» The input:
******************************
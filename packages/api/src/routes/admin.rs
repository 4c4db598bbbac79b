//! Back-office JSON APIs. Every handler checks `AppUser::require_staff`
//! before touching anything.

use axum::Router;

use crate::state::AppState;

pub mod orders;
pub mod products;
pub mod users;

pub fn routes() -> Router<AppState> {
    Router::new()
        .nest("/orders", orders::routes())
        .nest("/products", products::routes())
        .nest("/users", users::routes())
}
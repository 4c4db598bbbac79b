use axum::{
    Extension, Json,
    extract::{Query, State},
};
use chrono::{Days, NaiveDate, NaiveTime, Utc};
use sea_orm::{ColumnTrait, EntityTrait, QueryFilter, QueryOrder};
use serde::Deserialize;

use crate::{
    entity::order,
    error::ApiError,
    middleware::jwt::AppUser,
    routes::order::{OrderDetail, load_order_details},
    state::AppState,
};

const DEFAULT_RANGE_DAYS: i64 = 7;

#[derive(Debug, Deserialize)]
pub struct SearchOrdersQuery {
    /// Exact order id
    pub order_id: Option<i32>,
    /// Specific day, `YYYY-MM-DD`
    pub date: Option<String>,
    /// Trailing window in days; only applies when no specific day is given
    pub date_range: Option<i64>,
}

#[derive(Debug, serde::Serialize)]
pub struct SearchOrdersResponse {
    pub success: bool,
    pub orders: Vec<OrderDetail>,
    pub count: usize,
}

#[utoipa::path(
    get,
    path = "/admin/orders/search",
    tag = "admin",
    params(
        ("order_id" = Option<i32>, Query, description = "Exact order id"),
        ("date" = Option<String>, Query, description = "Specific day, YYYY-MM-DD"),
        ("date_range" = Option<i64>, Query, description = "Trailing window in days, default 7")
    ),
    responses(
        (status = 200, description = "Matching orders with line items"),
        (status = 401, description = "Unauthorized"),
        (status = 403, description = "Forbidden")
    ),
    security(("bearer_auth" = []))
)]
#[tracing::instrument(name = "GET /admin/orders/search", skip(state, user))]
pub async fn search_orders(
    State(state): State<AppState>,
    Extension(user): Extension<AppUser>,
    Query(query): Query<SearchOrdersQuery>,
) -> Result<Json<SearchOrdersResponse>, ApiError> {
    user.require_staff()?;

    let mut select = order::Entity::find();

    if let Some(order_id) = query.order_id {
        select = select.filter(order::Column::Id.eq(order_id));
    }

    match query.date.as_deref().map(str::trim).filter(|d| !d.is_empty()) {
        Some(raw) => {
            // An unparseable day drops the date filter entirely rather than
            // falling back to the trailing window.
            if let Ok(day) = NaiveDate::parse_from_str(raw, "%Y-%m-%d") {
                let start = day.and_time(NaiveTime::MIN);
                if let Some(next) = day.checked_add_days(Days::new(1)) {
                    let end = next.and_time(NaiveTime::MIN);
                    select = select
                        .filter(order::Column::CreatedAt.gte(start))
                        .filter(order::Column::CreatedAt.lt(end));
                }
            }
        }
        None => {
            let days = query.date_range.unwrap_or(DEFAULT_RANGE_DAYS).max(0);
            let start = Utc::now().naive_utc() - chrono::Duration::days(days);
            select = select.filter(order::Column::CreatedAt.gte(start));
        }
    }

    let orders = select
        .order_by_desc(order::Column::CreatedAt)
        .all(&state.db)
        .await?;
    let orders = load_order_details(&state.db, orders).await?;
    let count = orders.len();

    Ok(Json(SearchOrdersResponse {
        success: true,
        orders,
        count,
    }))
}
use std::env;

#[derive(Clone, Debug)]
pub struct Config {
    pub port: u16,
    pub database_url: String,
    pub jwt_secret: String,
    pub sqlx_logging: bool,
}

impl Config {
    pub fn from_env() -> Result<Self, ConfigError> {
        Ok(Config {
            port: env::var("PORT")
                .unwrap_or_else(|_| "8080".to_string())
                .parse()
                .map_err(|_| ConfigError::InvalidValue("PORT".to_string()))?,
            database_url: env::var("DATABASE_URL")
                .map_err(|_| ConfigError::MissingVar("DATABASE_URL"))?,
            jwt_secret: env::var("JWT_SECRET").map_err(|_| ConfigError::MissingVar("JWT_SECRET"))?,
            sqlx_logging: env::var("SQLX_LOGGING")
                .map(|v| v == "1" || v.eq_ignore_ascii_case("true"))
                .unwrap_or(false),
        })
    }
}

#[derive(Debug)]
pub enum ConfigError {
    MissingVar(&'static str),
    InvalidValue(String),
}

impl std::fmt::Display for ConfigError {
    fn fmt(&self, f: &mut std::fmt::Formatter<'_>) -> std::fmt::Result {
        match self {
            ConfigError::MissingVar(var) => write!(f, "Missing environment variable: {}", var),
            ConfigError::InvalidValue(var) => write!(f, "Invalid value for: {}", var),
        }
    }
}

impl std::error::Error for ConfigError {}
******************************
» Problem to work on: Set down the listing above in its entirety, exactly as written.

» Expected answer:
filename packages/api/src/routes/admin.rs
repository 4c4db598bbbac79b
//! Back-office JSON APIs. Every handler checks `AppUser::require_staff`
//! before touching anything.

use axum::Router;

use crate::state::AppState;

pub mod orders;
pub mod products;
pub mod users;

pub fn routes() -> Router<AppState> {
    Router::new()
        .nest("/orders", orders::routes())
        .nest("/products", products::routes())
        .nest("/users", users::routes())
}
repository 4c4db598bbbac79b
use axum::{
    Extension, Json,
    extract::{Query, State},
};
use chrono::{Days, NaiveDate, NaiveTime, Utc};
use sea_orm::{ColumnTrait, EntityTrait, QueryFilter, QueryOrder};
use serde::Deserialize;

use crate::{
    entity::order,
    error::ApiError,
    middleware::jwt::AppUser,
    routes::order::{OrderDetail, load_order_details},
    state::AppState,
};

const DEFAULT_RANGE_DAYS: i64 = 7;

#[derive(Debug, Deserialize)]
pub struct SearchOrdersQuery {
    /// Exact order id
    pub order_id: Option<i32>,
    /// Specific day, `YYYY-MM-DD`
    pub date: Option<String>,
    /// Trailing window in days; only applies when no specific day is given
    pub date_range: Option<i64>,
}

#[derive(Debug, serde::Serialize)]
pub struct SearchOrdersResponse {
    pub success: bool,
    pub orders: Vec<OrderDetail>,
    pub count: usize,
}

#[utoipa::path(
    get,
    path = "/admin/orders/search",
    tag = "admin",
    params(
        ("order_id" = Option<i32>, Query, description = "Exact order id"),
        ("date" = Option<String>, Query, description = "Specific day, YYYY-MM-DD"),
        ("date_range" = Option<i64>, Query, description = "Trailing window in days, default 7")
    ),
    responses(
        (status = 200, description = "Matching orders with line items"),
        (status = 401, description = "Unauthorized"),
        (status = 403, description = "Forbidden")
    ),
    security(("bearer_auth" = []))
)]
#[tracing::instrument(name = "GET /admin/orders/search", skip(state, user))]
pub async fn search_orders(
    State(state): State<AppState>,
    Extension(user): Extension<AppUser>,
    Query(query): Query<SearchOrdersQuery>,
) -> Result<Json<SearchOrdersResponse>, ApiError> {
    user.require_staff()?;

    let mut select = order::Entity::find();

    if let Some(order_id) = query.order_id {
        select = select.filter(order::Column::Id.eq(order_id));
    }

    match query.date.as_deref().map(str::trim).filter(|d| !d.is_empty()) {
        Some(raw) => {
            // An unparseable day drops the date filter entirely rather than
            // falling back to the trailing window.
            if let Ok(day) = NaiveDate::parse_from_str(raw, "%Y-%m-%d") {
                let start = day.and_time(NaiveTime::MIN);
                if let Some(next) = day.checked_add_days(Days::new(1)) {
                    let end = next.and_time(NaiveTime::MIN);
                    select = select
                        .filter(order::Column::CreatedAt.gte(start))
                        .filter(order::Column::CreatedAt.lt(end));
                }
            }
        }
        None => {
            let days = query.date_range.unwrap_or(DEFAULT_RANGE_DAYS).max(0);
            let start = Utc::now().naive_utc() - chrono::Duration::days(days);
            select = select.filter(order::Column::CreatedAt.gte(start));
        }
    }

    let orders = select
        .order_by_desc(order::Column::CreatedAt)
        .all(&state.db)
        .await?;
    let orders = load_order_details(&state.db, orders).await?;
    let count = orders.len();

    Ok(Json(SearchOrdersResponse {
        success: true,
        orders,
        count,
    }))
}
use std::env;

#[derive(Clone, Debug)]
pub struct Config {
    pub port: u16,
    pub database_url: String,
    pub jwt_secret: String,
    pub sqlx_logging: bool,
}

impl Config {
    pub fn from_env() -> Result<Self, ConfigError> {
        Ok(Config {
            port: env::var("PORT")
                .unwrap_or_else(|_| "8080".to_string())
                .parse()
                .map_err(|_| ConfigError::InvalidValue("PORT".to_string()))?,
            database_url: env::var("DATABASE_URL")
                .map_err(|_| ConfigError::MissingVar("DATABASE_URL"))?,
            jwt_secret: env::var("JWT_SECRET").map_err(|_| ConfigError::MissingVar("JWT_SECRET"))?,
            sqlx_logging: env::var("SQLX_LOGGING")
                .map(|v| v == "1" || v.eq_ignore_ascii_case("true"))
                .unwrap_or(false),
        })
    }
}

#[derive(Debug)]
pub enum ConfigError {
    MissingVar(&'static str),
    InvalidValue(String),
}

impl std::fmt::Display for ConfigError {
    fn fmt(&self, f: &mut std::fmt::Formatter<'_>) -> std::fmt::Result {
        match self {
            ConfigError::MissingVar(var) => write!(f, "Missing environment variable: {}", var),
            ConfigError::InvalidValue(var) => write!(f, "Invalid value for: {}", var),
        }
    }
}

impl std::error::Error for ConfigError {}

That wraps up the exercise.